West Rim from Lava Point to the Grotto | Zion National Park
***You should def do a moderate amount of physical activity, like barre, yoga, 5+ mile walk
Zion National Park is well known for some of its premier hikes such as Angel’s Landing, the Subway and the Narrows. Unfortunately, because of the popularity of these hikes, it is hard to find a moments peace along these trails. The West Rim Trail gets you off the beaten path and allows you to see sites in the park that very few have the chance to witness. If you are lucky enough to obtain a backcountry permit, then this hike is worth every mile.
This 16.2-mile hike offers views of Zion National Park that will take your breath away. With its 3600 foot descent, your joints may not be thrilled but your hiker soul will burst. There are a couple ups and downs along the way but the majority of the hike descends into Zion Canyon. The last 2 miles will connect up with Angel’s Landing. If your body is feeling up to it you can take a side trip along the chains to the top. You will end at the Grotto trailhead where the shuttle system can take you back to the visitor’s center.
If you make this a day hike, then you will not need a permit, however, if you wish to camp at one of the 9 campsites, a permit is required and will become available to obtain 3 months prior to your trip.
There are a couple of springs along the trail that have water for filtering. It is advisable to check the conditions of these springs before you begin though. It is also required that you pack out any waste that is produced so make sure that you pack the necessary equipment for this. Because this is a national park, dogs are not allowed on this trail.
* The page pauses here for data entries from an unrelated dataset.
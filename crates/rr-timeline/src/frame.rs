//! Right-edge rounding for ongoing timelines.

use chrono::{DateTime, Duration, Utc};

const FRAME_PRESETS: [Duration; 10] = [
    Duration::minutes(1),
    Duration::minutes(5),
    Duration::minutes(10),
    Duration::minutes(30),
    Duration::hours(1),
    Duration::hours(2),
    Duration::hours(4),
    Duration::hours(8),
    Duration::hours(12),
    Duration::hours(24),
];

/// Picks a stable chart end for a call that is still going on.
///
/// The frame only grows in coarse steps so the chart does not rescale on
/// every refresh: the first preset longer than the elapsed time, then whole
/// days once a call passes 24 hours.
pub fn frame_end(start: DateTime<Utc>, now: DateTime<Utc>) -> DateTime<Utc> {
    let elapsed = now - start;
    if let Some(preset) = FRAME_PRESETS.into_iter().find(|&p| elapsed < p) {
        return start + preset;
    }
    let whole_days = Duration::days(elapsed.num_days());
    start + Duration::days(1) + whole_days
}
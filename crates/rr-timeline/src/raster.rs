//! Drawing surface abstraction and an in-memory RGBA implementation.

use crate::RenderError;
use crate::color::Rgba;
use crate::glyph;

/// Scale factor applied to the bitmap font.
pub const TEXT_SCALE: u32 = 2;

/// Axis-aligned rectangle in canvas coordinates.
#[derive(Debug, Clone, Copy, PartialEq)]
pub struct Rect {
    pub x: f64,
    pub y: f64,
    pub w: f64,
    pub h: f64,
}

impl Rect {
    pub const fn new(x: f64, y: f64, w: f64, h: f64) -> Self {
        Self { x, y, w, h }
    }

    pub fn right(&self) -> f64 {
        self.x + self.w
    }

    pub fn bottom(&self) -> f64 {
        self.y + self.h
    }
}

/// The drawing primitives the timeline chart needs.
pub trait Canvas {
    fn fill_rect(&mut self, rect: Rect, color: Rgba);

    /// One pixel wide vertical line from `top` to `bottom`.
    fn vline(&mut self, x: f64, top: f64, bottom: f64, color: Rgba);

    /// Draws `text` with the bottom centre of its box at (`x`, `y`).
    fn text(&mut self, text: &str, x: f64, y: f64, color: Rgba);

    fn fill_circle(&mut self, cx: f64, cy: f64, radius: f64, color: Rgba);

    /// Draws `image` scaled into the circle's bounding box, clipped to the circle.
    fn image_circle(&mut self, image: &Raster, cx: f64, cy: f64, radius: f64);
}

/// An owned RGBA8 pixel buffer.
#[derive(Debug, Clone, PartialEq, Eq)]
pub struct Raster {
    width: u32,
    height: u32,
    data: Vec<u8>,
}

impl Raster {
    pub fn new(width: u32, height: u32, fill: Rgba) -> Self {
        let count = width as usize * height as usize;
        let mut data = Vec::with_capacity(count * 4);
        for _ in 0..count {
            data.extend_from_slice(&[fill.r, fill.g, fill.b, fill.a]);
        }
        Self {
            width,
            height,
            data,
        }
    }

    /// Wraps raw RGBA8 bytes in row-major order.
    pub fn from_rgba(width: u32, height: u32, data: Vec<u8>) -> Result<Self, RenderError> {
        let expected = width as usize * height as usize * 4;
        if data.len() != expected {
            return Err(RenderError::InvalidImage(format!(
                "expected {expected} bytes for {width}x{height}, got {}",
                data.len()
            )));
        }
        Ok(Self {
            width,
            height,
            data,
        })
    }

    pub fn from_pixels(width: u32, height: u32, pixels: &[Rgba]) -> Result<Self, RenderError> {
        let data = pixels.iter().flat_map(|p| [p.r, p.g, p.b, p.a]).collect();
        Self::from_rgba(width, height, data)
    }

    pub const fn width(&self) -> u32 {
        self.width
    }

    pub const fn height(&self) -> u32 {
        self.height
    }

    pub fn as_bytes(&self) -> &[u8] {
        &self.data
    }

    pub fn pixel(&self, x: u32, y: u32) -> Option<Rgba> {
        if x >= self.width || y >= self.height {
            return None;
        }
        let i = self.offset(x, y);
        Some(Rgba {
            r: self.data[i],
            g: self.data[i + 1],
            b: self.data[i + 2],
            a: self.data[i + 3],
        })
    }

    pub fn pixels(&self) -> impl Iterator<Item = Rgba> + '_ {
        self.data.chunks_exact(4).map(|p| Rgba {
            r: p[0],
            g: p[1],
            b: p[2],
            a: p[3],
        })
    }

    const fn offset(&self, x: u32, y: u32) -> usize {
        (y as usize * self.width as usize + x as usize) * 4
    }

    /// Source-over blend of `color` onto the pixel at (`x`, `y`); out of bounds is ignored.
    fn blend(&mut self, x: i64, y: i64, color: Rgba) {
        if x < 0 || y < 0 || x >= i64::from(self.width) || y >= i64::from(self.height) {
            return;
        }
        let i = self.offset(x as u32, y as u32);
        let a = u32::from(color.a);
        let mix = |src: u8, dst: u8| -> u8 {
            ((u32::from(src) * a + u32::from(dst) * (255 - a) + 127) / 255) as u8
        };
        self.data[i] = mix(color.r, self.data[i]);
        self.data[i + 1] = mix(color.g, self.data[i + 1]);
        self.data[i + 2] = mix(color.b, self.data[i + 2]);
        let dst_a = u32::from(self.data[i + 3]);
        self.data[i + 3] = (a + (dst_a * (255 - a) + 127) / 255) as u8;
    }

    fn span(from: f64, to: f64) -> std::ops::Range<i64> {
        (from.round() as i64)..(to.round() as i64)
    }

    fn circle_bounds(cx: f64, cy: f64, radius: f64) -> (std::ops::Range<i64>, std::ops::Range<i64>) {
        (
            Self::span(cx - radius, cx + radius),
            Self::span(cy - radius, cy + radius),
        )
    }

    fn in_circle(px: i64, py: i64, cx: f64, cy: f64, radius: f64) -> bool {
        let dx = px as f64 + 0.5 - cx;
        let dy = py as f64 + 0.5 - cy;
        dx * dx + dy * dy <= radius * radius
    }
}

impl Canvas for Raster {
    fn fill_rect(&mut self, rect: Rect, color: Rgba) {
        for y in Self::span(rect.y, rect.bottom()) {
            for x in Self::span(rect.x, rect.right()) {
                self.blend(x, y, color);
            }
        }
    }

    fn vline(&mut self, x: f64, top: f64, bottom: f64, color: Rgba) {
        let x = x.round() as i64;
        for y in Self::span(top, bottom) {
            self.blend(x, y, color);
        }
    }

    fn text(&mut self, text: &str, x: f64, y: f64, color: Rgba) {
        let width = f64::from(glyph::text_width(text) * TEXT_SCALE);
        let height = f64::from(glyph::GLYPH_HEIGHT * TEXT_SCALE);
        let left = (x - width / 2.0).round() as i64;
        let top = (y - height).round() as i64;
        let scale = i64::from(TEXT_SCALE);
        for (gx, gy) in glyph::lit_pixels(text) {
            for dy in 0..scale {
                for dx in 0..scale {
                    self.blend(
                        left + i64::from(gx) * scale + dx,
                        top + i64::from(gy) * scale + dy,
                        color,
                    );
                }
            }
        }
    }

    fn fill_circle(&mut self, cx: f64, cy: f64, radius: f64, color: Rgba) {
        let (xs, ys) = Self::circle_bounds(cx, cy, radius);
        for y in ys {
            for x in xs.clone() {
                if Self::in_circle(x, y, cx, cy, radius) {
                    self.blend(x, y, color);
                }
            }
        }
    }

    fn image_circle(&mut self, image: &Raster, cx: f64, cy: f64, radius: f64) {
        if image.width == 0 || image.height == 0 || radius <= 0.0 {
            return;
        }
        let diameter = radius * 2.0;
        let (xs, ys) = Self::circle_bounds(cx, cy, radius);
        for y in ys {
            for x in xs.clone() {
                if !Self::in_circle(x, y, cx, cy, radius) {
                    continue;
                }
                let u = (x as f64 + 0.5 - (cx - radius)) / diameter;
                let v = (y as f64 + 0.5 - (cy - radius)) / diameter;
                let sx = ((u * f64::from(image.width)) as u32).min(image.width - 1);
                let sy = ((v * f64::from(image.height)) as u32).min(image.height - 1);
                if let Some(src) = image.pixel(sx, sy) {
                    self.blend(x, y, src);
                }
            }
        }
    }
}
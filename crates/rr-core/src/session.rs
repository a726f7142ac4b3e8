//! One continuous occupancy period of a voice channel.

use std::collections::HashMap;

use chrono::{DateTime, Duration, Utc};
use thiserror::Error;

use crate::participant::Participant;
use crate::rule::Rule;
use crate::types::{ChannelId, UserId, VoiceStatus};

/// Errors raised when a mutation violates the session state machine.
///
/// These indicate ordering bugs in the caller and are never retried.
#[derive(Debug, Error, Clone, PartialEq, Eq)]
pub enum SessionError {
    #[error("invalid transition{}: {reason}", for_participant(.participant))]
    InvalidTransition {
        participant: Option<UserId>,
        reason: &'static str,
    },
    #[error("participant {0} is already registered")]
    AlreadyRegistered(UserId),
    #[error("participant {0} is not registered")]
    UnknownParticipant(UserId),
}

fn for_participant(participant: &Option<UserId>) -> String {
    participant.map_or_else(String::new, |p| format!(" for participant {p}"))
}

/// The record of one call in a channel: who was there and when.
///
/// Participants are kept in join order. `online_count` always equals the number
/// of participants currently present.
#[derive(Debug, Clone)]
pub struct Session {
    channel_id: ChannelId,
    channel_label: String,
    rule: Rule,
    start_time: Option<DateTime<Utc>>,
    end_time: Option<DateTime<Utc>>,
    participants: Vec<Participant>,
    index: HashMap<UserId, usize>,
    online_count: usize,
}

impl Session {
    pub fn new(channel_id: ChannelId, channel_label: impl Into<String>, rule: Rule) -> Self {
        Self {
            channel_id,
            channel_label: channel_label.into(),
            rule,
            start_time: None,
            end_time: None,
            participants: Vec::new(),
            index: HashMap::new(),
            online_count: 0,
        }
    }

    pub const fn channel_id(&self) -> ChannelId {
        self.channel_id
    }

    pub fn channel_label(&self) -> &str {
        &self.channel_label
    }

    pub const fn rule(&self) -> &Rule {
        &self.rule
    }

    pub const fn start_time(&self) -> Option<DateTime<Utc>> {
        self.start_time
    }

    pub const fn end_time(&self) -> Option<DateTime<Utc>> {
        self.end_time
    }

    pub const fn online_count(&self) -> usize {
        self.online_count
    }

    pub const fn is_empty(&self) -> bool {
        self.online_count == 0
    }

    /// Participants in the order they first joined.
    pub fn participants(&self) -> impl ExactSizeIterator<Item = &Participant> {
        self.participants.iter()
    }

    pub fn participant(&self, id: UserId) -> Option<&Participant> {
        self.index.get(&id).map(|&i| &self.participants[i])
    }

    pub fn is_registered(&self, id: UserId) -> bool {
        self.index.contains_key(&id)
    }

    /// Records the session start. Can only happen once.
    pub fn start(&mut self, now: DateTime<Utc>) -> Result<(), SessionError> {
        if self.start_time.is_some() {
            return Err(SessionError::InvalidTransition {
                participant: None,
                reason: "session already started",
            });
        }
        self.start_time = Some(now);
        Ok(())
    }

    /// Records the session end. Can only happen once, after the start.
    pub fn end(&mut self, now: DateTime<Utc>) -> Result<(), SessionError> {
        let Some(start) = self.start_time else {
            return Err(SessionError::InvalidTransition {
                participant: None,
                reason: "session ended before it started",
            });
        };
        if self.end_time.is_some() {
            return Err(SessionError::InvalidTransition {
                participant: None,
                reason: "session already ended",
            });
        }
        let end = now.max(start);
        self.end_time = Some(end);
        tracing::debug!(
            channel_id = %self.channel_id,
            participants = self.participants.len(),
            elapsed_secs = (end - start).num_seconds(),
            "session ended"
        );
        Ok(())
    }

    /// Wall-clock length of the session, up to its end or `now`.
    pub fn elapsed(&self, now: DateTime<Utc>) -> Duration {
        match self.start_time {
            Some(start) => (self.end_time.unwrap_or(now) - start).max(Duration::zero()),
            None => Duration::zero(),
        }
    }

    pub fn register_participant(
        &mut self,
        id: UserId,
        display_name: impl Into<String>,
    ) -> Result<&Participant, SessionError> {
        if self.index.contains_key(&id) {
            return Err(SessionError::AlreadyRegistered(id));
        }
        self.index.insert(id, self.participants.len());
        self.participants.push(Participant::new(id, display_name));
        Ok(&self.participants[self.participants.len() - 1])
    }

    /// Marks a registered participant present and counts them online.
    pub fn member_join(
        &mut self,
        id: UserId,
        now: DateTime<Utc>,
        status: VoiceStatus,
    ) -> Result<(), SessionError> {
        self.participant_mut(id)?.mark_present(now, status)?;
        self.online_count += 1;
        Ok(())
    }

    pub fn member_update(
        &mut self,
        id: UserId,
        now: DateTime<Utc>,
        status: VoiceStatus,
    ) -> Result<(), SessionError> {
        self.participant_mut(id)?.update_status(now, status)
    }

    /// Marks a participant absent, ending their stream if one is open.
    /// Returns whether the session is now empty.
    pub fn member_leave(&mut self, id: UserId, now: DateTime<Utc>) -> Result<bool, SessionError> {
        self.participant_mut(id)?.leave(now)?;
        self.online_count -= 1;
        Ok(self.is_empty())
    }

    pub fn member_start_streaming(
        &mut self,
        id: UserId,
        now: DateTime<Utc>,
    ) -> Result<(), SessionError> {
        self.participant_mut(id)?.mark_streaming_start(now)
    }

    pub fn member_stop_streaming(
        &mut self,
        id: UserId,
        now: DateTime<Utc>,
    ) -> Result<(), SessionError> {
        self.participant_mut(id)?.mark_streaming_end(now)
    }

    fn participant_mut(&mut self, id: UserId) -> Result<&mut Participant, SessionError> {
        let &i = self
            .index
            .get(&id)
            .ok_or(SessionError::UnknownParticipant(id))?;
        Ok(&mut self.participants[i])
    }
}

#[cfg(test)]
mod tests {
    use super::*;
    use chrono::TimeZone;

    fn ts(minutes: i64) -> DateTime<Utc> {
        Utc.with_ymd_and_hms(2025, 3, 1, 20, 0, 0)
            .single()
            .expect("valid test timestamp")
            + Duration::minutes(minutes)
    }

    fn user(id: u64) -> UserId {
        UserId::new(id).unwrap()
    }

    fn session() -> Session {
        Session::new(ChannelId::new(100).unwrap(), "general", Rule::default())
    }

    #[test]
    fn register_rejects_duplicates() {
        let mut s = session();
        s.register_participant(user(1), "alice").unwrap();
        assert_eq!(
            s.register_participant(user(1), "alice").unwrap_err(),
            SessionError::AlreadyRegistered(user(1))
        );
    }

    #[test]
    fn participants_keep_join_order() {
        let mut s = session();
        for (id, name) in [(3, "carol"), (1, "alice"), (2, "bob")] {
            s.register_participant(user(id), name).unwrap();
        }
        let names: Vec<_> = s.participants().map(Participant::display_name).collect();
        assert_eq!(names, ["carol", "alice", "bob"]);
    }

    #[test]
    fn online_count_follows_presence() {
        let mut s = session();
        s.start(ts(0)).unwrap();
        s.register_participant(user(1), "alice").unwrap();
        s.register_participant(user(2), "bob").unwrap();

        s.member_join(user(1), ts(0), VoiceStatus::ACTIVE).unwrap();
        s.member_join(user(2), ts(1), VoiceStatus::ACTIVE).unwrap();
        assert_eq!(s.online_count(), 2);

        assert!(!s.member_leave(user(1), ts(2)).unwrap());
        assert!(s.member_leave(user(2), ts(3)).unwrap());
        assert!(s.is_empty());
    }

    #[test]
    fn failed_transition_does_not_change_count() {
        let mut s = session();
        s.register_participant(user(1), "alice").unwrap();
        s.member_join(user(1), ts(0), VoiceStatus::ACTIVE).unwrap();
        assert!(s.member_join(user(1), ts(1), VoiceStatus::ACTIVE).is_err());
        assert_eq!(s.online_count(), 1);

        s.member_leave(user(1), ts(2)).unwrap();
        assert!(s.member_leave(user(1), ts(3)).is_err());
        assert_eq!(s.online_count(), 0);
    }

    #[test]
    fn join_then_immediate_leave_restores_count() {
        let mut s = session();
        s.register_participant(user(1), "alice").unwrap();
        s.member_join(user(1), ts(0), VoiceStatus::ACTIVE).unwrap();
        s.register_participant(user(2), "bob").unwrap();

        let before = s.online_count();
        s.member_join(user(2), ts(5), VoiceStatus::ACTIVE).unwrap();
        s.member_leave(user(2), ts(5)).unwrap();
        assert_eq!(s.online_count(), before);

        let interval = s.participant(user(2)).unwrap().presence_intervals()[0].interval;
        assert_eq!(interval.end, Some(interval.start));
    }

    #[test]
    fn unknown_participant_is_reported() {
        let mut s = session();
        assert_eq!(
            s.member_leave(user(9), ts(0)).unwrap_err(),
            SessionError::UnknownParticipant(user(9))
        );
    }

    #[test]
    fn start_and_end_are_set_once() {
        let mut s = session();
        assert!(s.end(ts(1)).is_err());
        s.start(ts(0)).unwrap();
        assert!(s.start(ts(1)).is_err());
        assert_eq!(s.start_time(), Some(ts(0)));
        s.end(ts(10)).unwrap();
        assert!(s.end(ts(11)).is_err());
        assert_eq!(s.end_time(), Some(ts(10)));
        assert_eq!(s.elapsed(ts(99)), Duration::minutes(10));
    }

    #[test]
    fn error_messages_name_the_participant() {
        let err = SessionError::InvalidTransition {
            participant: Some(user(5)),
            reason: "participant is not present",
        };
        assert_eq!(
            err.to_string(),
            "invalid transition for participant 5: participant is not present"
        );
        let err = SessionError::InvalidTransition {
            participant: None,
            reason: "session already ended",
        };
        assert_eq!(err.to_string(), "invalid transition: session already ended");
    }
}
The route to the Lava Point trailhead can be accessed one of two ways. If you wish to drive yourself, you will most likely need to have two cars. One to take you to the trailhead, and one waiting for you in Springdale so you can shuttle yourself back to your car. Another idea, which I personally feel is worth the money, is to rent a shuttle company in town to take you to the trailhead. I personally feel the expense is well worth the time saved.
Because of the limited permits and the limited access to the trailhead, this hike is perfect for seclusion and grand views that many miss out on when they visit Zion.